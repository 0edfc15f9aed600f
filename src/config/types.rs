use std::time::Duration;

use serde::Deserialize;

/// Main configuration structure for Docbinder
///
/// Every section is optional in the TOML file; missing sections and fields
/// fall back to their defaults, so running without a config file works.
#[derive(Debug, Clone, Default, Deserialize)]
pub struct Config {
    #[serde(default)]
    pub crawl: CrawlConfig,
    #[serde(rename = "user-agent", default)]
    pub user_agent: UserAgentConfig,
    #[serde(default)]
    pub output: OutputConfig,
}

/// Crawl behavior configuration
#[derive(Debug, Clone, Deserialize)]
#[serde(default)]
pub struct CrawlConfig {
    /// Delay between page requests (milliseconds)
    #[serde(rename = "request-delay-ms")]
    pub request_delay_ms: u64,

    /// Maximum fetch attempts per URL
    #[serde(rename = "max-retries")]
    pub max_retries: u32,

    /// Initial retry backoff delay, doubled on each attempt (milliseconds)
    #[serde(rename = "retry-delay-ms")]
    pub retry_delay_ms: u64,

    /// Total pages kept before the crawl stops discovering more
    #[serde(rename = "max-pages")]
    pub max_pages: usize,

    /// Maximum recursion depth for sub-navigation discovery
    #[serde(rename = "max-subnav-depth")]
    pub max_subnav_depth: usize,

    /// Per-request timeout (seconds)
    #[serde(rename = "request-timeout-seconds")]
    pub request_timeout_seconds: u64,

    /// Connect timeout (seconds)
    #[serde(rename = "connect-timeout-seconds")]
    pub connect_timeout_seconds: u64,

    /// Overall wall-clock bound for one crawl (seconds); unset means no bound
    #[serde(rename = "timeout-seconds")]
    pub timeout_seconds: Option<u64>,
}

impl Default for CrawlConfig {
    fn default() -> Self {
        CrawlConfig {
            request_delay_ms: 1000,
            max_retries: 3,
            retry_delay_ms: 2000,
            max_pages: 500,
            max_subnav_depth: 5,
            request_timeout_seconds: 30,
            connect_timeout_seconds: 10,
            timeout_seconds: None,
        }
    }
}

impl CrawlConfig {
    pub fn request_delay(&self) -> Duration {
        Duration::from_millis(self.request_delay_ms)
    }

    pub fn retry_delay(&self) -> Duration {
        Duration::from_millis(self.retry_delay_ms)
    }
}

/// User agent identification configuration
#[derive(Debug, Clone, Deserialize)]
#[serde(default)]
pub struct UserAgentConfig {
    #[serde(rename = "crawler-name")]
    pub crawler_name: String,

    #[serde(rename = "crawler-version")]
    pub crawler_version: String,
}

impl Default for UserAgentConfig {
    fn default() -> Self {
        UserAgentConfig {
            crawler_name: "Docbinder".to_string(),
            crawler_version: env!("CARGO_PKG_VERSION").to_string(),
        }
    }
}

impl UserAgentConfig {
    /// Format: CrawlerName/Version
    pub fn header_value(&self) -> String {
        format!("{}/{}", self.crawler_name, self.crawler_version)
    }
}

/// Output configuration
#[derive(Debug, Clone, Deserialize)]
#[serde(default)]
pub struct OutputConfig {
    /// Directory the assembled Markdown file is written to
    #[serde(rename = "output-dir")]
    pub output_dir: String,
}

impl Default for OutputConfig {
    fn default() -> Self {
        OutputConfig {
            output_dir: ".".to_string(),
        }
    }
}

/// Per-crawl options assembled from config plus caller choices
#[derive(Debug, Clone)]
pub struct CrawlOptions {
    /// Fetch pre-rendered `.md` siblings instead of converting HTML
    pub native_md: bool,

    /// Restrict the crawl to URLs whose path starts with this prefix
    pub section_scope: Option<String>,

    /// Re-run navigation extraction on each fetched page
    pub follow_subnav: bool,

    pub crawl: CrawlConfig,
    pub user_agent: UserAgentConfig,
}

impl Default for CrawlOptions {
    fn default() -> Self {
        CrawlOptions {
            native_md: false,
            section_scope: None,
            follow_subnav: true,
            crawl: CrawlConfig::default(),
            user_agent: UserAgentConfig::default(),
        }
    }
}

impl CrawlOptions {
    pub fn from_config(config: &Config) -> Self {
        CrawlOptions {
            crawl: config.crawl.clone(),
            user_agent: config.user_agent.clone(),
            ..CrawlOptions::default()
        }
    }
}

________________

Exercise:
Search the listing for "CrawlConfig" and copy each line holding it.

Task output:
    pub crawl: CrawlConfig,
pub struct CrawlConfig {
impl Default for CrawlConfig {
        CrawlConfig {
impl CrawlConfig {
    pub crawl: CrawlConfig,
            crawl: CrawlConfig::default(),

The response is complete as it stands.